Mon, Jul 6th 2020 09:00 am

29 Congress members join call for both countries to consider expanding admissible crossings

As the nation headed into what would typically be a busy weekend for cross-border travel, Congress members Brian Higgins (D-NY-26) and Elise Stefanik (R-NY-21), co-chairs of the Northern Border Caucus, were leading a push for the U.S. and Canada to develop guidance that prepares for reopening while the border is under its current shutdown.

Joining Higgins and Stefanik on a letter to the acting secretary for the U.S. Department of Homeland Security and Canadian minister of public safety and emergency preparedness are Congress members Joseph Morelle (D-NY-25), Peter Welch D-VT), Anthony Brindisi (D-NY-22), Chellie Pingree (D-ME-1), Pete Stauber (R-MN-8), Debbie Dingell (D-MI-12), Paul Mitchell (R-MI-10), Cathy McMorris Rodgers (R-WA-5), Dan Newhouse (R-WA-4), Derek Kilmer (D-WA-6), Tom Reed (R-NY-23), Kelly Armstrong (R-ND), David Joyce (R-OH-14), Jack Bergman (R-MI-1), Ann McLane Kuster (D-NH-2), Robert Latta (R-OH-5), Greg Gianforte R-MT), John Katko (R-NY-24), Tom Emmer (R-MN-6), Kathleen Rice (D-NY-4), Marcy Kaptur (D-OH-9), Collin Peterson (D-MN-7), Daniel Kildee (D-MI-5), William Keating (D-MA-5), Elissa Slotkin (D-MI-8), Jared Golden (D-ME-2) and Russ Fulcher (R-ID-1).

The members wrote, “We are asking that the United States and Canada immediately craft a comprehensive framework for phased reopening of the border based on objective metrics and accounting for the varied circumstances across border regions. Additionally, we request consideration of any interim measures that may be appropriate to bilaterally ease restrictions on family members and property owners – including those with property on U.S. soil accessible only through cross-border transit – in order to restore the social bond that unites our two nations.”

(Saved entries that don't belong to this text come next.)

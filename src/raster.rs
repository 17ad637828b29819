//! Bitmap rendering using resvg/usvg.
//!
//! Frames are serialized to SVG and rasterized, so bitmaps always match the
//! inline markup.

use std::io::Cursor;

use image::{ImageFormat, RgbaImage};
use resvg::tiny_skia::{Pixmap, Transform};
use resvg::usvg::{Options, Tree};

use crate::error::{AvatarError, AvatarResult};
use crate::render::Frame;

impl Frame {
    /// Rasterizes the frame at its size class.
    ///
    /// The document is emitted with the size class as its pixel dimensions,
    /// so the tree renders without any extra transform.
    #[tracing::instrument(level = "debug", skip(self), fields(size = ?self.size))]
    pub fn to_image(&self) -> AvatarResult<RgbaImage> {
        let pixels = self.size.pixels();
        let tree = Tree::from_str(&self.to_svg_sized(pixels), &Options::default())
            .map_err(|e| AvatarError::raster(e.to_string()))?;

        paint(&tree, pixels, Transform::identity())
            .ok_or_else(|| AvatarError::raster(format!("cannot allocate a {pixels}px canvas")))
    }

    /// Rasterizes the frame and encodes it as PNG.
    pub fn to_png(&self) -> AvatarResult<Vec<u8>> {
        let mut bytes = Vec::new();
        self.to_image()?
            .write_to(&mut Cursor::new(&mut bytes), ImageFormat::Png)
            .map_err(|e| AvatarError::raster(e.to_string()))?;
        Ok(bytes)
    }
}

/// Rasterizes arbitrary SVG markup into a `size` square.
///
/// The drawing is scaled uniformly by its longer side and anchored top-left.
/// Returns `None` for unparsable markup or a zero size.
pub fn rasterize(svg: &str, size: u32) -> Option<RgbaImage> {
    let tree = Tree::from_str(svg, &Options::default()).ok()?;
    let extent = tree.size().width().max(tree.size().height());
    let scale = size as f32 / extent;
    paint(&tree, size, Transform::from_scale(scale, scale))
}

/// Draws `tree` onto a fresh square canvas and returns straight-alpha pixels.
fn paint(tree: &Tree, size: u32, transform: Transform) -> Option<RgbaImage> {
    let mut pixmap = Pixmap::new(size, size)?;
    resvg::render(tree, transform, &mut pixmap.as_mut());

    let straight: Vec<u8> = pixmap
        .pixels()
        .iter()
        .flat_map(|px| {
            let c = px.demultiply();
            [c.red(), c.green(), c.blue(), c.alpha()]
        })
        .collect();
    RgbaImage::from_raw(size, size, straight)
}

#[cfg(test)]
mod tests {
    use super::*;
    use crate::config::AvatarConfig;
    use crate::projection::SizeClass;
    use crate::render::{RenderOptions, render_config};

    #[test]
    fn rasterize_scales_to_requested_size() {
        let svg = r##"<svg xmlns="http://www.w3.org/2000/svg" viewBox="0 0 100 100" width="100" height="100"><circle cx="50" cy="50" r="40" fill="#ff0000"/></svg>"##;
        let img = rasterize(svg, 50).unwrap();
        assert_eq!((img.width(), img.height()), (50, 50));
        assert_eq!(img.get_pixel(25, 25).0, [255, 0, 0, 255]);
        assert_eq!(img.get_pixel(0, 0).0[3], 0);
    }

    #[test]
    fn invalid_markup_is_rejected() {
        assert!(rasterize("<not-svg", 10).is_none());
    }

    #[test]
    fn frame_rasterizes_at_size_class() {
        let config = AvatarConfig::default()
            .with_colors("#00ff00", "#00ff00")
            .with_hair_style("bald")
            .with_accessories(Vec::<&str>::new());
        let options = RenderOptions {
            size: SizeClass::Lg,
            ..RenderOptions::default()
        };
        let img = render_config(&config, None, &options).to_image().unwrap();
        assert_eq!(img.width(), 150);

        // left half of the round body, clear of the face
        let body = img.get_pixel(36, 60).0;
        assert_eq!(body, [0, 255, 0, 255]);
    }

    #[test]
    fn png_has_signature() {
        let frame = render_config(&AvatarConfig::default(), None, &RenderOptions::default());
        let png = frame.to_png().unwrap();
        assert_eq!(&png[..8], b"\x89PNG\r\n\x1a\n");
    }

    #[test]
    fn translucent_fills_come_out_straight() {
        let svg = r##"<svg xmlns="http://www.w3.org/2000/svg" viewBox="0 0 10 10"><rect width="10" height="10" fill="#ff0000" fill-opacity="0.5"/></svg>"##;
        let [r, g, b, a] = rasterize(svg, 10).unwrap().get_pixel(5, 5).0;
        assert!(r >= 254, "red = {r}");
        assert_eq!((g, b), (0, 0));
        assert!((127..=128).contains(&a), "alpha = {a}");
    }

    #[test]
    fn zero_size_is_rejected() {
        let svg = r#"<svg xmlns="http://www.w3.org/2000/svg" viewBox="0 0 10 10"/>"#;
        assert!(rasterize(svg, 0).is_none());
    }
}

On March 24, the Department of Homeland Security (DHS) first imposed travel restrictions at land ports of entry between the U.S. and Canada, limiting crossings to essential travel due to the ongoing pandemic. A second notice extended travel restrictions through May 20. A third agreement extended northern border restrictions through June 22. A forth binational agreement extended the border closure through July 21.

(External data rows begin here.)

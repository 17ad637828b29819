//! Balloon silhouette and string.

use super::{Element, LayerKind, LayerRule, Paint, RenderContext};
use crate::projection::Shape;

/// Where every string ends, whatever the shape.
const STRING_TAIL: &str = "Q45 85 55 95";

// ============================================================================
// ShapeRule
// ============================================================================

/// Draws the filled silhouette in the primary color.
#[derive(Debug, Clone, Copy, PartialEq, Eq)]
pub struct ShapeRule {
    pub shape: Shape,
}

impl ShapeRule {
    pub fn new(shape: Shape) -> Self {
        Self { shape }
    }

    fn element(&self) -> Element {
        match self.shape {
            Shape::Round => Element::circle(50.0, 40.0, 30.0),
            Shape::Oval => Element::Ellipse {
                cx: 50.0,
                cy: 40.0,
                rx: 20.0,
                ry: 35.0,
            },
            Shape::Square => Element::Rect {
                x: 25.0,
                y: 15.0,
                width: 50.0,
                height: 50.0,
                rx: Some(10.0),
            },
        }
    }
}

impl LayerRule for ShapeRule {
    fn kind(&self) -> LayerKind {
        LayerKind::Shape
    }

    fn draw(&self, ctx: &mut RenderContext<'_>) {
        let paint = Paint::fill(ctx.colors.primary.clone());
        ctx.push(LayerKind::Shape, shape_name(self.shape), self.element(), paint);
    }
}

fn shape_name(shape: Shape) -> &'static str {
    match shape {
        Shape::Round => "round",
        Shape::Oval => "oval",
        Shape::Square => "square",
    }
}

// ============================================================================
// StringRule
// ============================================================================

/// Draws the string hanging from the bottom of the silhouette.
#[derive(Debug, Clone, Copy, PartialEq, Eq)]
pub struct StringRule {
    pub shape: Shape,
}

impl StringRule {
    pub fn new(shape: Shape) -> Self {
        Self { shape }
    }

    /// Vertical coordinate where the string leaves the silhouette.
    pub fn anchor_y(&self) -> f32 {
        match self.shape {
            Shape::Round => 70.0,
            Shape::Oval => 75.0,
            Shape::Square => 65.0,
        }
    }
}

impl LayerRule for StringRule {
    fn kind(&self) -> LayerKind {
        LayerKind::String
    }

    fn draw(&self, ctx: &mut RenderContext<'_>) {
        let d = format!("M50 {} {STRING_TAIL}", self.anchor_y());
        let paint = Paint::outline(ctx.colors.detail.clone(), 1.5);
        ctx.push(LayerKind::String, "string", Element::path(d), paint);
    }
}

Under the current order, “essential travel” includes:

  • U.S. citizens returning to the U.S.
  • Individuals traveling for medical purposes
  • Individuals traveling to attend educational institutions or work
  • Individuals traveling for emergency or government response
  • Individuals engaged in lawful cross-border trade (e.g. cargo drivers)
  • Members of the military

The members said the uncertainty that comes with repeated temporary border restrictions creates stress for individuals and the economy: “The continual 30-day extensions without a plan for how restrictions will be modified prolongs uncertainty for both communities and creates unnecessary tension as we approach each new expiration. States and Provinces have created frameworks for reopening that rely on monitoring public health data, the expertise of health officials, and other defined criteria to inform government decisions on how to proceed with each phase of a reopen. This process alleviates uncertainty and allows residents to understand the decision-making and anticipate next steps. Continuing to extend border restrictions at 30-day intervals is untenable for the communities that have been separated from family and unable to tend to their property for over three months.”

The U.S. and Canada share 5,525 miles of border, the longest land boundary between two countries in the world. When open, more than 400,000 people and over $1.6 billion in goods cross the northern border daily through over 120 ports of entry.